On-the–ground interviews of Libyans reveals that the citizens now miss Gadaffi like never before because of the satiability his government gave to the country and the Arab-league.
Five years after the death of Gaddafi, Libya is yet unstable and faced with series of refugee crisis, violence, shortage and blackout.
Some Libyans interviewed by Daily Mail expressed their regret on the decision to oust Gadaffi from power noting that had they known, they wouldn’t have participated in the revolution.
“I joined the revolution in the first days and fought against Gaddafi,” a former anti-regime fighter named Mohammed said.
The 31-year-old furthered that “Before 2011, I hated Gaddafi more than anyone. But now, life is much, much harder, and I have become his biggest fan.”
An oil worker named Haroun also expressed that killing Gaddafi “was clearly a mistake because we weren’t ready for democracy and we needed support from the international community, which just wasn’t there.”
Political activist, Fadiel, told the paper that although “it should be better than Gaddafi’s time now,” all that remained is “chaos and everyone fighting each other, it’s just a mess.”

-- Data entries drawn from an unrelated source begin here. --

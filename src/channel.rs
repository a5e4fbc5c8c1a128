//! Unbounded MPMC queue of callables with a completion signal.
//!
//! Backed by `crossbeam_queue::SegQueue` (already part of the teacher's
//! dependency stack) for the FIFO itself, and [`UnfairSemaphore`] as the
//! outstanding-work credit counter a blocked reader waits on -- this is
//! spec option (1) from the data model, not a generic channel wrapper.

use std::sync::atomic::{AtomicBool, AtomicUsize, Ordering};
use std::time::Duration;

use crossbeam_queue::SegQueue;

use crate::semaphore::UnfairSemaphore;

/// A callable unit of work: no parameters, no return value, may panic.
pub type Work = Box<dyn FnOnce() + Send + 'static>;

/// Unbounded FIFO of [`Work`] with single-completion semantics.
pub struct WorkChannel {
    queue: SegQueue<Work>,
    credit: UnfairSemaphore,
    completed: AtomicBool,
    // Permits released but not yet consumed by a reader, capped at
    // `permit_cap` so a burst of writes can't bank more outstanding
    // spin-wakeups than there are cores to act on them.
    outstanding_permits: AtomicUsize,
    permit_cap: usize,
}

impl WorkChannel {
    pub fn new() -> Self {
        WorkChannel {
            queue: SegQueue::new(),
            credit: UnfairSemaphore::new(),
            completed: AtomicBool::new(false),
            outstanding_permits: AtomicUsize::new(0),
            permit_cap: num_cpus::get().max(1),
        }
    }

    /// Enqueue `work` unless the channel has already been completed.
    pub fn try_write(&self, work: Work) -> bool {
        if self.completed.load(Ordering::Acquire) {
            return false;
        }
        self.queue.push(work);
        // Only release a permit while outstanding credit is below the cap;
        // once `permit_cap` readers have something to wake up for, further
        // writes still land in the queue but don't bother oversubscribing
        // the semaphore's spin-wakeup path.
        let granted = self
            .outstanding_permits
            .fetch_update(Ordering::AcqRel, Ordering::Acquire, |current| {
                (current < self.permit_cap).then_some(current + 1)
            })
            .is_ok();
        if granted {
            self.credit.release(1);
        }
        true
    }

    /// Non-blocking pop.
    pub fn try_read(&self) -> Option<Work> {
        let item = self.queue.pop();
        if item.is_some() {
            let _ = self.outstanding_permits.fetch_update(
                Ordering::AcqRel,
                Ordering::Acquire,
                |current| Some(current.saturating_sub(1)),
            );
        }
        item
    }

    /// Block until an item is available (`true`) or the channel is
    /// completed and drained (`false`).
    pub fn wait_for_read(&self) -> bool {
        loop {
            if self.completed.load(Ordering::Acquire) && self.queue.is_empty() {
                return false;
            }
            if !self.queue.is_empty() {
                return true;
            }
            // Wait (with a bounded timeout so we notice completion even if
            // no further permits are released after the last writer exits).
            self.credit.acquire(Some(Duration::from_millis(25)));
        }
    }

    /// Idempotent: mark the channel complete. Subsequent `try_write` calls
    /// fail; blocked readers eventually observe `wait_for_read() == false`
    /// once the queue drains.
    pub fn complete(&self) {
        if !self.completed.swap(true, Ordering::AcqRel) {
            // Wake any readers parked waiting for credit so they notice
            // completion promptly instead of waiting out their timeout.
            self.credit.release(1);
        }
    }

    pub fn is_completed(&self) -> bool {
        self.completed.load(Ordering::Acquire)
    }
}

impl Default for WorkChannel {
    fn default() -> Self {
        Self::new()
    }
}

impl std::fmt::Debug for WorkChannel {
    fn fmt(&self, f: &mut std::fmt::Formatter<'_>) -> std::fmt::Result {
        f.debug_struct("WorkChannel")
            .field("completed", &self.is_completed())
            .field("len", &self.queue.len())
            .finish()
    }
}

#[cfg(test)]
mod tests {
    use super::*;
    use std::sync::atomic::AtomicUsize;
    use std::sync::Arc;

    #[test]
    fn write_then_read() {
        let chan = WorkChannel::new();
        let ran = Arc::new(AtomicUsize::new(0));
        let ran2 = ran.clone();
        assert!(chan.try_write(Box::new(move || {
            ran2.fetch_add(1, Ordering::SeqCst);
        })));
        let work = chan.try_read().expect("item should be present");
        work();
        assert_eq!(ran.load(Ordering::SeqCst), 1);
    }

    #[test]
    fn write_fails_after_complete() {
        let chan = WorkChannel::new();
        chan.complete();
        assert!(!chan.try_write(Box::new(|| {})));
    }

    #[test]
    fn complete_is_idempotent() {
        let chan = WorkChannel::new();
        chan.complete();
        chan.complete();
        assert!(chan.is_completed());
    }

    #[test]
    fn drains_remaining_items_before_reporting_end_of_stream() {
        let chan = WorkChannel::new();
        assert!(chan.try_write(Box::new(|| {})));
        chan.complete();
        assert!(chan.try_read().is_some());
        assert!(chan.try_read().is_none());
    }

    #[test]
    fn wait_for_read_unblocks_on_write() {
        let chan = Arc::new(WorkChannel::new());
        let reader = {
            let chan = chan.clone();
            std::thread::spawn(move || chan.wait_for_read())
        };
        std::thread::sleep(Duration::from_millis(10));
        assert!(chan.try_write(Box::new(|| {})));
        assert!(reader.join().unwrap());
    }

    #[test]
    fn wait_for_read_returns_false_once_completed_and_empty() {
        let chan = Arc::new(WorkChannel::new());
        let reader = {
            let chan = chan.clone();
            std::thread::spawn(move || chan.wait_for_read())
        };
        std::thread::sleep(Duration::from_millis(10));
        chan.complete();
        assert!(!reader.join().unwrap());
    }
}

Entrepreneur Nuri, from Tripoli, said: “It’s not so much about being pro-Gaddafi because he was a crazy leader who was actually quite embarrassing internationally. It’s just that people’s lives are so difficult now compared to under Gaddafi.”
Medical student Salem, 26, also from Tripoli, said hopes had been quickly crushed in the wake of the US-led war in which the UK played a major part.
“Far more people have been killed since 2011 than during the revolution or under 42 years of Gaddafi’s rule combined. We never had these problems under Gaddafi.
“There was always money and electricity and, although people did not have large salaries, everything was cheap, so life was simple,” he added.